__TASK__. Search the material below for the string "elapsed". Return every line that holds it.

Start of Block

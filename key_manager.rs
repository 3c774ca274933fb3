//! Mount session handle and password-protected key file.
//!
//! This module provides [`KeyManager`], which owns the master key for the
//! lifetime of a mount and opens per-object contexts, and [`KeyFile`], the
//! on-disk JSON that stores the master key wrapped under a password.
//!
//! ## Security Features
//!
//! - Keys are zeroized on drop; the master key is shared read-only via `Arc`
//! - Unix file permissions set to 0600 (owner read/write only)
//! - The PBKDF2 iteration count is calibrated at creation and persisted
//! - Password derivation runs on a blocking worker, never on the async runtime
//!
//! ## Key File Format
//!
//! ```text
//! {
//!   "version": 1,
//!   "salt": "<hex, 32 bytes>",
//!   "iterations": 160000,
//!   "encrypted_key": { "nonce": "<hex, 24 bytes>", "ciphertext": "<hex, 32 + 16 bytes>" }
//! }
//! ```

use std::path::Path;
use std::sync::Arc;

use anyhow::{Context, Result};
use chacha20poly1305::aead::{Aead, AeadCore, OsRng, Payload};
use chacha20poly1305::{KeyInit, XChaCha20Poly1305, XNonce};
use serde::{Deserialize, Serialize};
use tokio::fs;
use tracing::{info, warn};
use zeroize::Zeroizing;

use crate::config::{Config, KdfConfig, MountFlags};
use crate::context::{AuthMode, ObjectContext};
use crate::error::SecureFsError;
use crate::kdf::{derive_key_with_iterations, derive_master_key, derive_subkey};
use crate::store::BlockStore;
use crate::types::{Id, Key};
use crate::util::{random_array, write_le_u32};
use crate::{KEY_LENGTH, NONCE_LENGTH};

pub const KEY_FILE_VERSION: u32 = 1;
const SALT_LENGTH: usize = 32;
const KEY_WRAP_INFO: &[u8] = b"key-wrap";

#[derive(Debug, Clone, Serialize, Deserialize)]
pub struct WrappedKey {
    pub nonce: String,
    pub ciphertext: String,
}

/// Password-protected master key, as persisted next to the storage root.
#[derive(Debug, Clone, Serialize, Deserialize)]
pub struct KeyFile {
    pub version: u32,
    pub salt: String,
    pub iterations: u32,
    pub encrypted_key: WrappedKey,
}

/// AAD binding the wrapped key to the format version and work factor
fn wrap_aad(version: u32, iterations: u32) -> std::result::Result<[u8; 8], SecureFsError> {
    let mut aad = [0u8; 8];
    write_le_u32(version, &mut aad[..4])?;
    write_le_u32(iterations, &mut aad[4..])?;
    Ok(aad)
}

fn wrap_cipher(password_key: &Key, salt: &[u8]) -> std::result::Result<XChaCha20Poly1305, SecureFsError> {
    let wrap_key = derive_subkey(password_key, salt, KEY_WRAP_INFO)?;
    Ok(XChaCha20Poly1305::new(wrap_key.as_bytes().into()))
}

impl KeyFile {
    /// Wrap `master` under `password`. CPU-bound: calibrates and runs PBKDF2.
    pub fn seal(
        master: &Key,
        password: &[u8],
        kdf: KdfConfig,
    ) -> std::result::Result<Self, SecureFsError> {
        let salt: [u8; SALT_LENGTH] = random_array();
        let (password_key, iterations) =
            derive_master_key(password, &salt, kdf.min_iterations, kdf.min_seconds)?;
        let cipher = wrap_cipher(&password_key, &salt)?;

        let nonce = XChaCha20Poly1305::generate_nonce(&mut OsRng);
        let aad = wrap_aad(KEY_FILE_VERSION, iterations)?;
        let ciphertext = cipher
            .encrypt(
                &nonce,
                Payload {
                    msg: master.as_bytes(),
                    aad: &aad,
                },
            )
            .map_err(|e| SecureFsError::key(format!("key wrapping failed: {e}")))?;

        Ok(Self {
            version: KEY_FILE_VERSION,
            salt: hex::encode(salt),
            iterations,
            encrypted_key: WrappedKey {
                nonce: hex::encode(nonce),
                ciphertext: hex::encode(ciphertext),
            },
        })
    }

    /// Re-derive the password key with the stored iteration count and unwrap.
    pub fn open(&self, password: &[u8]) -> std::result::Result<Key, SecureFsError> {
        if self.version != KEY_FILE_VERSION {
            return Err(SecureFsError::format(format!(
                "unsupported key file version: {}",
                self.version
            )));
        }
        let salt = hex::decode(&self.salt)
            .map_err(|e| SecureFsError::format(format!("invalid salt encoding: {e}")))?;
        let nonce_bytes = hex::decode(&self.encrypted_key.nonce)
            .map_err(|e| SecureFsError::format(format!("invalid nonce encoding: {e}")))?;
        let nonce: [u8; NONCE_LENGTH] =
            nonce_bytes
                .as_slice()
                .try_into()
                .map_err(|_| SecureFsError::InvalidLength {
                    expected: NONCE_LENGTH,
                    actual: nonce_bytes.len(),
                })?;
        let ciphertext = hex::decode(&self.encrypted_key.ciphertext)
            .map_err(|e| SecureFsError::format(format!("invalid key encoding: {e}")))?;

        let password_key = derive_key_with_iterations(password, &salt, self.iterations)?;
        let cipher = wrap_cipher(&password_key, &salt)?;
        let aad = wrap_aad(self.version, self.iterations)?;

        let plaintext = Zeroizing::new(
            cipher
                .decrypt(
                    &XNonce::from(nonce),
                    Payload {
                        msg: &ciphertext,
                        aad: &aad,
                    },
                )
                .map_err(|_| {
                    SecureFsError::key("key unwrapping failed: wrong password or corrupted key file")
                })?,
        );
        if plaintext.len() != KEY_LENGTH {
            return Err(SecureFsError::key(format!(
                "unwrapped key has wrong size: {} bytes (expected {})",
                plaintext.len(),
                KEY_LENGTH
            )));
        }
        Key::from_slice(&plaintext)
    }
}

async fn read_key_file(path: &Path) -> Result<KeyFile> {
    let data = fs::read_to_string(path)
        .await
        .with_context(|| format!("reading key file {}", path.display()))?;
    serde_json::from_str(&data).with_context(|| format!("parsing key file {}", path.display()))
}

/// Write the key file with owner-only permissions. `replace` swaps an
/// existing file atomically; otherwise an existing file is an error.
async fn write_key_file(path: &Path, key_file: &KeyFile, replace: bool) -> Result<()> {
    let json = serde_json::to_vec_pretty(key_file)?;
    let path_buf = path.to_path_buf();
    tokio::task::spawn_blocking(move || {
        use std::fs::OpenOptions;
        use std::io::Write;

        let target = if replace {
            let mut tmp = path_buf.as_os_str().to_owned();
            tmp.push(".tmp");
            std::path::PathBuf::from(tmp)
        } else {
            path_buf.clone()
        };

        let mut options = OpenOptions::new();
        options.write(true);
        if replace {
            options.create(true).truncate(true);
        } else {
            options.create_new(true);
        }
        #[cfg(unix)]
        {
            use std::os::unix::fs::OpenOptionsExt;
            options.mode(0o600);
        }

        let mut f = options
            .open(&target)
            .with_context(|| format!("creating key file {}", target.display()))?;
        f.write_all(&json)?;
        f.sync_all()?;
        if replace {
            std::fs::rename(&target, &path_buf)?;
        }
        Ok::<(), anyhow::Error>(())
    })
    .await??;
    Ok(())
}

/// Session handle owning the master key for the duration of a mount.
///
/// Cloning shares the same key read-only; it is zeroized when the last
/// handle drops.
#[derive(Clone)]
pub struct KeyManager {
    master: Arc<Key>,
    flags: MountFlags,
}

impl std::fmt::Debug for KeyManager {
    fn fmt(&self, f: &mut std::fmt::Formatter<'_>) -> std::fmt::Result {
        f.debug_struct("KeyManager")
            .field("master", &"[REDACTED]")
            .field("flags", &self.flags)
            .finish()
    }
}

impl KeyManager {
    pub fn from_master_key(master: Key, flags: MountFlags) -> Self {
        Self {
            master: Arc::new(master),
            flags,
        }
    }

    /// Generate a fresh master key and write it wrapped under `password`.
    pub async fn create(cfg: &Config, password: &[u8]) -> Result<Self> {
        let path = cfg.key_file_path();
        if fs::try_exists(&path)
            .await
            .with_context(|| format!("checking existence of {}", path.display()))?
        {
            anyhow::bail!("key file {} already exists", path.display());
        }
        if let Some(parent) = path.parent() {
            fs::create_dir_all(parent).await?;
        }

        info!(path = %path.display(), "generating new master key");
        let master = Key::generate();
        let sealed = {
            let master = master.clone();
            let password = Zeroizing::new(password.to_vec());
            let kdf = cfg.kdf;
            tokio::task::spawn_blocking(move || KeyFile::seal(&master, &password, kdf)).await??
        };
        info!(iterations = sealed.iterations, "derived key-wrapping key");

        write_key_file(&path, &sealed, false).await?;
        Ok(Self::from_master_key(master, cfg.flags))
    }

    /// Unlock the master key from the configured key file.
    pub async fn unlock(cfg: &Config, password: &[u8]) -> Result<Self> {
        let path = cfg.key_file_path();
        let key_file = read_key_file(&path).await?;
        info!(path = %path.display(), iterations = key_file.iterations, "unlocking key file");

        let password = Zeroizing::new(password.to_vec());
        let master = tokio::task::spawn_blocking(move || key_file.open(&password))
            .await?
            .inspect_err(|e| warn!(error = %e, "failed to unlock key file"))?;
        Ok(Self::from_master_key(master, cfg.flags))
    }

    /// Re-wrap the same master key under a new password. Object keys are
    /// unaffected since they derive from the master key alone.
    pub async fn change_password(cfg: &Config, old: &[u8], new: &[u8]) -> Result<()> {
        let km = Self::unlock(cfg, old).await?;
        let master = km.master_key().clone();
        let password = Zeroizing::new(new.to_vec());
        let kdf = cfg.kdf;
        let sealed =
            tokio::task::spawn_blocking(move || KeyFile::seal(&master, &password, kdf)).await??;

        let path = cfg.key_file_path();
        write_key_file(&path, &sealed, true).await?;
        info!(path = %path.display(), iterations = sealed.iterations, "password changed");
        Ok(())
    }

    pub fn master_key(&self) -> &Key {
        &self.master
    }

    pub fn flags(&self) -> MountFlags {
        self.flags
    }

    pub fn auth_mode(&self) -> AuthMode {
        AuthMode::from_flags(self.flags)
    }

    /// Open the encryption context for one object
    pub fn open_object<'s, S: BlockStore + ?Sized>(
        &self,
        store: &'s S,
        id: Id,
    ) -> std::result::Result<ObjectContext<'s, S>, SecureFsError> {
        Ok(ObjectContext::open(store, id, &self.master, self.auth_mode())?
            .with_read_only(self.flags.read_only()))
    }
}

End of Block
Start of Block

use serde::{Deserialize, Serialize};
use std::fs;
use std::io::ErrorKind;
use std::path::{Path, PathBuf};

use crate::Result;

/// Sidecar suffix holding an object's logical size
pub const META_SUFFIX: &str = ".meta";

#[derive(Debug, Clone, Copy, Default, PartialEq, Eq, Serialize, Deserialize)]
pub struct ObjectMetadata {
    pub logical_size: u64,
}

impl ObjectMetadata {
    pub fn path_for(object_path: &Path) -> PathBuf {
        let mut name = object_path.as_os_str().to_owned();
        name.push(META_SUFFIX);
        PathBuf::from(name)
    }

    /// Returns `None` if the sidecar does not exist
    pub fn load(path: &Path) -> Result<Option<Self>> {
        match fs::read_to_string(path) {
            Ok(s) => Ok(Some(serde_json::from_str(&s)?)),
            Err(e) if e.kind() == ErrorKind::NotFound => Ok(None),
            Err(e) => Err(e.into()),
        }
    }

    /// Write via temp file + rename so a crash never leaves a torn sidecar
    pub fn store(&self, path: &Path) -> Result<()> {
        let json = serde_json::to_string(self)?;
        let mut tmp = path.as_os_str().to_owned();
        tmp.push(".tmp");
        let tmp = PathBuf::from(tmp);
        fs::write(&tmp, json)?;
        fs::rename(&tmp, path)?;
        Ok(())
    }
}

End of Block
Start of Block

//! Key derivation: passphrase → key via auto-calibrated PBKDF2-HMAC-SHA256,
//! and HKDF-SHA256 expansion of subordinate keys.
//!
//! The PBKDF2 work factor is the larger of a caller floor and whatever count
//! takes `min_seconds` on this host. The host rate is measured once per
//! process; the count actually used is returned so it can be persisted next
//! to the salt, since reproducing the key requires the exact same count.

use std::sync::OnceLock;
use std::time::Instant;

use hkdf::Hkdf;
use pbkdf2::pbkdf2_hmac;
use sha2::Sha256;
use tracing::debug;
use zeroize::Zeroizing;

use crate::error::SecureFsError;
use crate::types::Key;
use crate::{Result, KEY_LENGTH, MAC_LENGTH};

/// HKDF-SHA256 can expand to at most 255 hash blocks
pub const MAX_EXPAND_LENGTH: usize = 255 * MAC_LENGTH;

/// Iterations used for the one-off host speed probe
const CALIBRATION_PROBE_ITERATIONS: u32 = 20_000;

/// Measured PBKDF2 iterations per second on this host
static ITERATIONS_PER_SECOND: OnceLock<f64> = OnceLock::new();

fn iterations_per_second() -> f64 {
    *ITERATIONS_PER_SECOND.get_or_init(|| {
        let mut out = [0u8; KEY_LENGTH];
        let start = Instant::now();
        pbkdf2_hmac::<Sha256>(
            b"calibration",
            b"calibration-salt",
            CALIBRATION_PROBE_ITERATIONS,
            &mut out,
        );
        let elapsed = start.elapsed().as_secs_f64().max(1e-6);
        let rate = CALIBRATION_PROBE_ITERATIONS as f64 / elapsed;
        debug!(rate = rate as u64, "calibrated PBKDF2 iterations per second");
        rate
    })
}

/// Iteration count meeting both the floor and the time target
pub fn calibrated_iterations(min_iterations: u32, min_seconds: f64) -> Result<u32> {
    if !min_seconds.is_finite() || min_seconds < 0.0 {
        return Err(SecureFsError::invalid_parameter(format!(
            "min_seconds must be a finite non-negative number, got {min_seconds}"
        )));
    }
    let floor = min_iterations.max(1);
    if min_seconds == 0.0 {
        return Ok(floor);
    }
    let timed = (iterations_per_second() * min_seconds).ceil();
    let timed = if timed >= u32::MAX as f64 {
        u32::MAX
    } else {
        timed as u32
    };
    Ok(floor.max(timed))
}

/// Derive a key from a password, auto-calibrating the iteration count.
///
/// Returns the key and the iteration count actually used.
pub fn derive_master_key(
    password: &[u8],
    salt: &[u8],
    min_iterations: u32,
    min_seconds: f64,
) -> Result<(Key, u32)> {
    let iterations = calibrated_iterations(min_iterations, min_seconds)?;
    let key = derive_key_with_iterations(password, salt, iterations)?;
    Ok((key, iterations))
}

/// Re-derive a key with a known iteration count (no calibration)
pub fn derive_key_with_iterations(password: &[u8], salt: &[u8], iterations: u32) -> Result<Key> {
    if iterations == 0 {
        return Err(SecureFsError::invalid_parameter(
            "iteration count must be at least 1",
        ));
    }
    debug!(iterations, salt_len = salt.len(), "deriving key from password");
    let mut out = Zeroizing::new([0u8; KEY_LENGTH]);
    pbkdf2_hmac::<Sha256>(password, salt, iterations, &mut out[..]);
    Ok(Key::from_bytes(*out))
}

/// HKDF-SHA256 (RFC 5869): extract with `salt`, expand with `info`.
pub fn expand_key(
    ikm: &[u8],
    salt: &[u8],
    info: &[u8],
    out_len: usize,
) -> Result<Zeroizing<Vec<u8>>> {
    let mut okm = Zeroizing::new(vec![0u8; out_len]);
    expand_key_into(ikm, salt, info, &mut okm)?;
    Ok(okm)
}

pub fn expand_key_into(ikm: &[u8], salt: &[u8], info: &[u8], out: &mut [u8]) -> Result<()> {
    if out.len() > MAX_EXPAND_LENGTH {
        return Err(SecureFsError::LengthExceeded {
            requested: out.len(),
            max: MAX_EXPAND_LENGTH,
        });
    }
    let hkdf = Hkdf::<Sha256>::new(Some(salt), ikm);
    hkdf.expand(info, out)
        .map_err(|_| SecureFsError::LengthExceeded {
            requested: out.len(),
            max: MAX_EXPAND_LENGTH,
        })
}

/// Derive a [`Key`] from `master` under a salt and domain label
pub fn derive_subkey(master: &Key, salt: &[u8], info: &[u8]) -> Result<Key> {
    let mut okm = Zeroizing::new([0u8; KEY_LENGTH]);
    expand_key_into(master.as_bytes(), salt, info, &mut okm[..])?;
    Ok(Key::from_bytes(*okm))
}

End of Block

__REPLY TO THE TASK__.
        let elapsed = start.elapsed().as_secs_f64().max(1e-6);
        let rate = CALIBRATION_PROBE_ITERATIONS as f64 / elapsed;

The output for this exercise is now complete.